Earthquake Spectra ◽

10.1193/1.2923921 ◽

2008 ◽

Vol 24 (2) ◽

pp. 387-403 ◽

Cited By ~ 5

Author(s):

Saeed Fathali ◽

André Filiatrault

Keyword(s):

Seismic Response ◽

Contact Surface ◽

High Amplitude ◽

Relative Displacement ◽

Mechanical Equipment ◽

Gap Size ◽

Displacement Response ◽

Dynamic Forces ◽

Centrifugal Chiller ◽

Input Motion

Earthquake-simulator experiments were conducted on a liquid centrifugal chiller supported by four isolation/restraint systems with built-in elastomeric snubbers. The test plan incorporated variations of input motion amplitudes and snubber properties to investigate their effect on three response quantities: peak dynamic forces induced into the snubbers, peak acceleration, and peak relative displacement response of the equipment.

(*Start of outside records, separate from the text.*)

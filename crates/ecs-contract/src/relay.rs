//! # Decryption Relay
//!
//! Stands in for the off-chain service that turns a grant into a
//! delivered plaintext. A request succeeds only when both the requester and
//! the contract hold a grant on the handle.

use ecs_acl::Acl;
use ecs_core::{Address, CiphertextHandle};
use ecs_fhe::{BackendError, Decryptor, Plaintext};
use thiserror::Error;

/// Relay refusals.
#[derive(Error, Debug, Clone, PartialEq, Eq)]
pub enum RelayError {
    /// The requester holds no grant.
    #[error("{requester} may not decrypt {handle}")]
    RequesterNotAllowed {
        /// The requester.
        requester: Address,
        /// Short handle prefix.
        handle: String,
    },

    /// The contract holds no grant, so the handle is not one it vouches for.
    #[error("contract {contract} holds no grant on {handle}")]
    ContractNotAllowed {
        /// The contract.
        contract: Address,
        /// Short handle prefix.
        handle: String,
    },

    /// The backend could not decrypt.
    #[error("decryption failed: {0}")]
    Backend(#[from] BackendError),
}

/// Permission-checked decryption for one contract instance.
pub struct DecryptionRelay<'a, D: Decryptor + ?Sized> {
    decryptor: &'a D,
    acl: &'a Acl,
    contract: Address,
}

impl<'a, D: Decryptor + ?Sized> DecryptionRelay<'a, D> {
    /// Relay for `contract` reading grants from `acl`.
    pub fn new(decryptor: &'a D, acl: &'a Acl, contract: Address) -> Self {
        Self {
            decryptor,
            acl,
            contract,
        }
    }

    /// Decrypt `handle` on behalf of `requester`.
    pub fn user_decrypt(
        &self,
        handle: impl Into<CiphertextHandle>,
        requester: Address,
    ) -> Result<Plaintext, RelayError> {
        let handle = handle.into();
        if !self.acl.is_allowed(&handle, &requester) {
            tracing::warn!(%requester, handle = %handle.short(), "decryption refused");
            return Err(RelayError::RequesterNotAllowed {
                requester,
                handle: handle.short(),
            });
        }
        if !self.acl.is_allowed(&handle, &self.contract) {
            return Err(RelayError::ContractNotAllowed {
                contract: self.contract,
                handle: handle.short(),
            });
        }
        Ok(self.decryptor.decrypt(&handle)?)
    }
}
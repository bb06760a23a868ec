//! # Ciphertext Handles
//!
//! A `CiphertextHandle` is an opaque 32-byte reference to an encrypted
//! value held by the confidential-arithmetic backend. It is meaningful only
//! together with the chain it was minted under.
//!
//! ## Layout
//!
//! ```text
//! bytes  0..21  hash prefix (input blob digest or operation digest)
//! byte   21     input index within its proof batch, 0xff when computed
//! bytes 22..30  chain id, big-endian
//! byte   30     encrypted type tag
//! byte   31     handle version
//! ```
//!
//! ## Security Invariant
//!
//! Handles carry no plaintext and expose no ordering or arithmetic. Contract
//! logic never branches on a handle; it only passes handles to the
//! arithmetic engine, which itself returns handles.

use serde::{Deserialize, Deserializer, Serialize, Serializer};

use crate::digest::ContentDigest;
use crate::error::CoreError;
use crate::identity::ChainId;

/// Current handle layout version.
pub const HANDLE_VERSION: u8 = 0;

/// Index byte stamped on handles produced by computation rather than input.
pub const COMPUTED_INDEX: u8 = 0xff;

const INDEX_BYTE: usize = 21;
const CHAIN_RANGE: std::ops::Range<usize> = 22..30;
const TYPE_BYTE: usize = 30;
const VERSION_BYTE: usize = 31;

/// Encrypted value types understood by the engine.
#[derive(Debug, Clone, Copy, PartialEq, Eq, Hash, Serialize, Deserialize)]
#[serde(rename_all = "snake_case")]
#[repr(u8)]
pub enum FheType {
    /// Encrypted boolean.
    Bool = 0,
    /// Encrypted 32-bit unsigned integer.
    Uint32 = 4,
}

impl FheType {
    /// The tag byte stored in a handle.
    pub fn tag(&self) -> u8 {
        *self as u8
    }

    /// Decode a tag byte.
    pub fn from_tag(tag: u8) -> Option<Self> {
        match tag {
            0 => Some(Self::Bool),
            4 => Some(Self::Uint32),
            _ => None,
        }
    }

    /// Lowercase type name.
    pub fn as_str(&self) -> &'static str {
        match self {
            Self::Bool => "ebool",
            Self::Uint32 => "euint32",
        }
    }
}

impl std::fmt::Display for FheType {
    fn fmt(&self, f: &mut std::fmt::Formatter<'_>) -> std::fmt::Result {
        f.write_str(self.as_str())
    }
}

/// Opaque reference to an encrypted value.
#[derive(Clone, Copy, PartialEq, Eq, Hash, PartialOrd, Ord)]
pub struct CiphertextHandle(pub [u8; 32]);

impl CiphertextHandle {
    /// The empty handle. Never a valid reference.
    pub const ZERO: CiphertextHandle = CiphertextHandle([0u8; 32]);

    /// Assemble a handle from a digest and its metadata.
    pub fn compose(digest: &ContentDigest, index: u8, chain: ChainId, fhe_type: FheType) -> Self {
        let mut bytes = [0u8; 32];
        bytes[..INDEX_BYTE].copy_from_slice(&digest.0[..INDEX_BYTE]);
        bytes[INDEX_BYTE] = index;
        bytes[CHAIN_RANGE].copy_from_slice(&chain.value().to_be_bytes());
        bytes[TYPE_BYTE] = fhe_type.tag();
        bytes[VERSION_BYTE] = HANDLE_VERSION;
        Self(bytes)
    }

    /// Create a handle from raw bytes without validation.
    pub fn from_bytes(bytes: [u8; 32]) -> Self {
        Self(bytes)
    }

    /// Raw handle bytes.
    pub fn as_bytes(&self) -> &[u8; 32] {
        &self.0
    }

    /// Whether this is the empty handle.
    pub fn is_zero(&self) -> bool {
        self.0 == [0u8; 32]
    }

    /// Input index within the proof batch, or `COMPUTED_INDEX`.
    pub fn index(&self) -> u8 {
        self.0[INDEX_BYTE]
    }

    /// Whether the handle was produced by computation.
    pub fn is_computed(&self) -> bool {
        self.index() == COMPUTED_INDEX
    }

    /// The chain the handle was minted under.
    pub fn chain_id(&self) -> ChainId {
        let mut be = [0u8; 8];
        be.copy_from_slice(&self.0[CHAIN_RANGE]);
        ChainId(u64::from_be_bytes(be))
    }

    /// The encrypted type, if the tag is known.
    pub fn fhe_type(&self) -> Option<FheType> {
        FheType::from_tag(self.0[TYPE_BYTE])
    }

    /// The handle layout version.
    pub fn version(&self) -> u8 {
        self.0[VERSION_BYTE]
    }

    /// Check that the handle is well-formed: non-zero, known type, current
    /// version.
    pub fn validate(&self) -> Result<FheType, CoreError> {
        if self.is_zero() {
            return Err(CoreError::InvalidHandle("empty handle".to_string()));
        }
        if self.version() != HANDLE_VERSION {
            return Err(CoreError::InvalidHandle(format!(
                "{}: unsupported version {}",
                self.short(),
                self.version()
            )));
        }
        self.fhe_type().ok_or_else(|| {
            CoreError::InvalidHandle(format!("{}: unknown type tag {}", self.short(), self.0[TYPE_BYTE]))
        })
    }

    /// Render as `0x`-prefixed lowercase hex.
    pub fn to_hex(&self) -> String {
        format!("0x{}", crate::hex::encode(&self.0))
    }

    /// Parse from 64 hex characters, with or without `0x`.
    pub fn from_hex(hex: &str) -> Result<Self, CoreError> {
        crate::hex::decode_array::<32>(hex)
            .map(Self)
            .map_err(|e| CoreError::InvalidHandle(format!("{e}")))
    }

    /// Short prefix for log fields.
    pub fn short(&self) -> String {
        format!("0x{}", crate::hex::prefix(&self.0))
    }
}

impl Serialize for CiphertextHandle {
    fn serialize<S: Serializer>(&self, serializer: S) -> Result<S::Ok, S::Error> {
        serializer.serialize_str(&self.to_hex())
    }
}

impl<'de> Deserialize<'de> for CiphertextHandle {
    fn deserialize<D: Deserializer<'de>>(deserializer: D) -> Result<Self, D::Error> {
        let hex = String::deserialize(deserializer)?;
        Self::from_hex(&hex).map_err(serde::de::Error::custom)
    }
}

impl std::fmt::Debug for CiphertextHandle {
    fn fmt(&self, f: &mut std::fmt::Formatter<'_>) -> std::fmt::Result {
        write!(f, "CiphertextHandle({}...)", self.short())
    }
}

impl std::fmt::Display for CiphertextHandle {
    fn fmt(&self, f: &mut std::fmt::Formatter<'_>) -> std::fmt::Result {
        f.write_str(&self.to_hex())
    }
}

/// Reference to an encrypted 32-bit unsigned integer.
#[derive(Debug, Clone, Copy, PartialEq, Eq, Hash, Serialize, Deserialize)]
#[serde(transparent)]
pub struct Euint32(CiphertextHandle);

/// Reference to an encrypted boolean.
#[derive(Debug, Clone, Copy, PartialEq, Eq, Hash, Serialize, Deserialize)]
#[serde(transparent)]
pub struct Ebool(CiphertextHandle);

macro_rules! typed_handle {
    ($name:ident, $ty:expr) => {
        impl $name {
            /// Wrap a handle, checking that it is well-formed and carries
            /// the matching type tag.
            pub fn try_from_handle(handle: CiphertextHandle) -> Result<Self, CoreError> {
                let actual = handle.validate()?;
                if actual != $ty {
                    return Err(CoreError::InvalidHandle(format!(
                        "{}: expected {}, found {}",
                        handle.short(),
                        $ty,
                        actual
                    )));
                }
                Ok(Self(handle))
            }

            /// The underlying handle.
            pub fn handle(&self) -> &CiphertextHandle {
                &self.0
            }
        }

        impl From<$name> for CiphertextHandle {
            fn from(value: $name) -> Self {
                value.0
            }
        }

        impl std::fmt::Display for $name {
            fn fmt(&self, f: &mut std::fmt::Formatter<'_>) -> std::fmt::Result {
                std::fmt::Display::fmt(&self.0, f)
            }
        }
    };
}

typed_handle!(Euint32, FheType::Uint32);
typed_handle!(Ebool, FheType::Bool);
//! # Arithmetic Engine
//!
//! The only path by which contract code computes. The engine owns the
//! transaction's [`AclTransaction`] and acts for one computation context
//! (the contract address):
//!
//! - every operand must be allowed for the context, otherwise `NotAllowed`
//! - every result is granted to the context, transiently, before return
//! - verified inputs enter through [`ArithmeticEngine::admit`]; constants
//!   through [`ArithmeticEngine::as_euint32`]
//!
//! Values that must outlive the transaction are granted persistently with
//! [`ArithmeticEngine::allow`].

use ecs_acl::{AclDelta, AclError, AclTransaction};
use ecs_core::{Address, CiphertextHandle, CoreError, Ebool, Euint32};
use ecs_proof::VerifiedInput;
use thiserror::Error;

use crate::backend::{BackendError, ConfidentialBackend, Plaintext};

/// Errors from the arithmetic engine.
#[derive(Error, Debug)]
pub enum EngineError {
    /// An operand is not usable by the computation context.
    #[error(transparent)]
    Acl(#[from] AclError),

    /// The backend rejected the operation.
    #[error("backend: {0}")]
    Backend(#[from] BackendError),

    /// A handle has the wrong encrypted type.
    #[error("handle: {0}")]
    Handle(#[from] CoreError),

    /// Scaling by a zero denominator.
    #[error("scalar division by zero")]
    DivisionByZero,
}

/// Backend plus ACL staging for one transaction.
pub struct ArithmeticEngine<'a, B: ConfidentialBackend + ?Sized> {
    backend: &'a B,
    acl: AclTransaction<'a>,
    context: Address,
}

impl<'a, B: ConfidentialBackend + ?Sized> ArithmeticEngine<'a, B> {
    /// Engine computing on behalf of `context`.
    pub fn new(backend: &'a B, acl: AclTransaction<'a>, context: Address) -> Self {
        Self {
            backend,
            acl,
            context,
        }
    }

    /// The computation context.
    pub fn context(&self) -> Address {
        self.context
    }

    /// Admit a proof-checked 32-bit input.
    pub fn admit(&mut self, input: &VerifiedInput) -> Result<Euint32, EngineError> {
        let handle = input.handle();
        let value = Euint32::try_from_handle(handle)?;
        self.acl.allow_transient(handle, self.context)?;
        tracing::debug!(handle = %handle.short(), "input admitted");
        Ok(value)
    }

    /// Trivially encrypt a public constant.
    pub fn as_euint32(&mut self, value: u32) -> Result<Euint32, EngineError> {
        let handle = self.backend.trivial_encrypt(Plaintext::Uint32(value))?;
        self.register_u32(handle)
    }

    /// `a + b`, saturating.
    pub fn add(&mut self, a: &Euint32, b: &Euint32) -> Result<Euint32, EngineError> {
        self.require(a.handle())?;
        self.require(b.handle())?;
        let handle = self.backend.add(a.handle(), b.handle())?;
        self.register_u32(handle)
    }

    /// `a - b`, saturating at zero.
    pub fn sub(&mut self, a: &Euint32, b: &Euint32) -> Result<Euint32, EngineError> {
        self.require(a.handle())?;
        self.require(b.handle())?;
        let handle = self.backend.sub(a.handle(), b.handle())?;
        self.register_u32(handle)
    }

    /// `floor(a * numerator / denominator)`.
    pub fn scalar_multiply(
        &mut self,
        a: &Euint32,
        numerator: u32,
        denominator: u32,
    ) -> Result<Euint32, EngineError> {
        if denominator == 0 {
            return Err(EngineError::DivisionByZero);
        }
        self.require(a.handle())?;
        let handle = self.backend.scale(a.handle(), numerator, denominator)?;
        self.register_u32(handle)
    }

    /// At most `cap`.
    pub fn clamp_min(&mut self, a: &Euint32, cap: u32) -> Result<Euint32, EngineError> {
        self.require(a.handle())?;
        let handle = self.backend.min(a.handle(), cap)?;
        self.register_u32(handle)
    }

    /// `a >= b`.
    pub fn greater_or_equal(&mut self, a: &Euint32, b: &Euint32) -> Result<Ebool, EngineError> {
        self.require(a.handle())?;
        self.require(b.handle())?;
        let handle = self.backend.ge(a.handle(), b.handle())?;
        let result = Ebool::try_from_handle(handle)?;
        self.acl.allow_transient(handle, self.context)?;
        Ok(result)
    }

    /// Stage a persistent grant.
    pub fn allow(
        &mut self,
        handle: impl Into<CiphertextHandle>,
        principal: Address,
    ) -> Result<(), EngineError> {
        self.acl.allow(handle.into(), principal)?;
        Ok(())
    }

    /// Whether `principal` may use `handle` within this transaction.
    pub fn is_allowed(&self, handle: &CiphertextHandle, principal: &Address) -> bool {
        self.acl.is_allowed(handle, principal)
    }

    /// End the transaction, keeping staged persistent grants.
    pub fn into_delta(self) -> AclDelta {
        self.acl.into_delta()
    }

    fn require(&self, handle: &CiphertextHandle) -> Result<(), EngineError> {
        self.acl.require_allowed(handle, &self.context)?;
        Ok(())
    }

    fn register_u32(&mut self, handle: CiphertextHandle) -> Result<Euint32, EngineError> {
        let result = Euint32::try_from_handle(handle)?;
        self.acl.allow_transient(handle, self.context)?;
        Ok(result)
    }
}

#[cfg(test)]
mod tests {
    use super::*;
    use crate::backend::{Decryptor, InputEncryptor};
    use crate::mock::MockBackend;
    use ecs_acl::Acl;
    use ecs_core::ChainId;
    use ecs_crypto::Ed25519KeyPair;
    use ecs_proof::{InputAttester, InputBinding, InputVerifier, SignerSetVerifier};

    fn contract() -> Address {
        Address::from_label("score")
    }

    fn verified(backend: &MockBackend, value: Plaintext) -> VerifiedInput {
        let binding = InputBinding {
            user: Address::from_label("alice"),
            contract: contract(),
            chain_id: ChainId::LOCAL,
        };
        let attester = InputAttester::new(vec![Ed25519KeyPair::from_seed(&[7u8; 32])]);
        let verifier = SignerSetVerifier::new(attester.public_keys(), 1).unwrap();
        let encrypted = backend.encrypt_input(value, 0, &binding).unwrap();
        let proof = attester.attest(&[encrypted], &binding).unwrap();
        verifier
            .verify_input(&encrypted.handle, &proof, &binding)
            .unwrap()
    }

    fn input(backend: &MockBackend, value: u32) -> VerifiedInput {
        verified(backend, Plaintext::Uint32(value))
    }

    #[test]
    fn test_results_are_usable_in_same_transaction() {
        let backend = MockBackend::new(ChainId::LOCAL);
        let acl = Acl::new();
        let mut engine = ArithmeticEngine::new(&backend, acl.begin(), contract());
        let income = engine.admit(&input(&backend, 50_000)).unwrap();
        let scaled = engine.scalar_multiply(&income, 1, 500).unwrap();
        let capped = engine.clamp_min(&scaled, 100).unwrap();
        let threshold = engine.as_euint32(50).unwrap();
        let ok = engine.greater_or_equal(&capped, &threshold).unwrap();
        assert_eq!(backend.decrypt(ok.handle()).unwrap(), Plaintext::Bool(true));
        assert_eq!(backend.decrypt(capped.handle()).unwrap(), Plaintext::Uint32(100));
    }

    #[test]
    fn test_unadmitted_operand_rejected() {
        let backend = MockBackend::new(ChainId::LOCAL);
        let acl = Acl::new();
        let forged = Euint32::try_from_handle(input(&backend, 1).handle()).unwrap();
        let mut engine = ArithmeticEngine::new(&backend, acl.begin(), contract());
        let one = engine.as_euint32(1).unwrap();
        let err = engine.add(&forged, &one).unwrap_err();
        assert!(matches!(err, EngineError::Acl(AclError::NotAllowed { .. })));
    }

    #[test]
    fn test_zero_denominator_rejected_before_backend() {
        let backend = MockBackend::new(ChainId::LOCAL);
        let acl = Acl::new();
        let mut engine = ArithmeticEngine::new(&backend, acl.begin(), contract());
        let x = engine.as_euint32(10).unwrap();
        assert!(matches!(
            engine.scalar_multiply(&x, 1, 0).unwrap_err(),
            EngineError::DivisionByZero
        ));
    }

    #[test]
    fn test_transient_grants_dropped_persistent_kept() {
        let backend = MockBackend::new(ChainId::LOCAL);
        let mut acl = Acl::new();
        let alice = Address::from_label("alice");
        let (kept, scratch, delta) = {
            let mut engine = ArithmeticEngine::new(&backend, acl.begin(), contract());
            let a = engine.as_euint32(3).unwrap();
            let b = engine.as_euint32(4).unwrap();
            let sum = engine.add(&a, &b).unwrap();
            engine.allow(sum, contract()).unwrap();
            engine.allow(sum, alice).unwrap();
            (sum, a, engine.into_delta())
        };
        acl.apply(delta);
        assert!(acl.is_allowed(kept.handle(), &alice));
        assert!(acl.is_allowed(kept.handle(), &contract()));
        assert!(!acl.is_allowed(scratch.handle(), &contract()));
    }

    #[test]
    fn test_bool_input_not_admitted_as_uint() {
        let backend = MockBackend::new(ChainId::LOCAL);
        let acl = Acl::new();
        let flag = verified(&backend, Plaintext::Bool(true));
        let mut engine = ArithmeticEngine::new(&backend, acl.begin(), contract());
        let err = engine.admit(&flag).unwrap_err();
        assert!(matches!(err, EngineError::Handle(_)));
    }
}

The elastomeric snubbers limited the displacement responses of the vibration-isolated equipment at the expense of excessive dynamic forces and amplification of the equipment acceleration response. The snubber gap size was the most influential property on the response quantities. For high-amplitude input motions, all the response quantities increased with an increase of the gap size. Due to the compressibility of the snubber elastomeric contact-surface, the actual gap size was always larger than the nominal gap size. Even with a nominal gap size less than 0.25 in., the seismic response of the equipment was substantially different from the seismic response of rigidly mounted equipment. Compared to snubbers with constant contact-surface, snubbers with expanding contact-surface resulted in lower dynamic forces. The thicker and softer contact-surface could lower the dynamic forces induced into the snubbers but resulted in larger relative displacement response of the equipment.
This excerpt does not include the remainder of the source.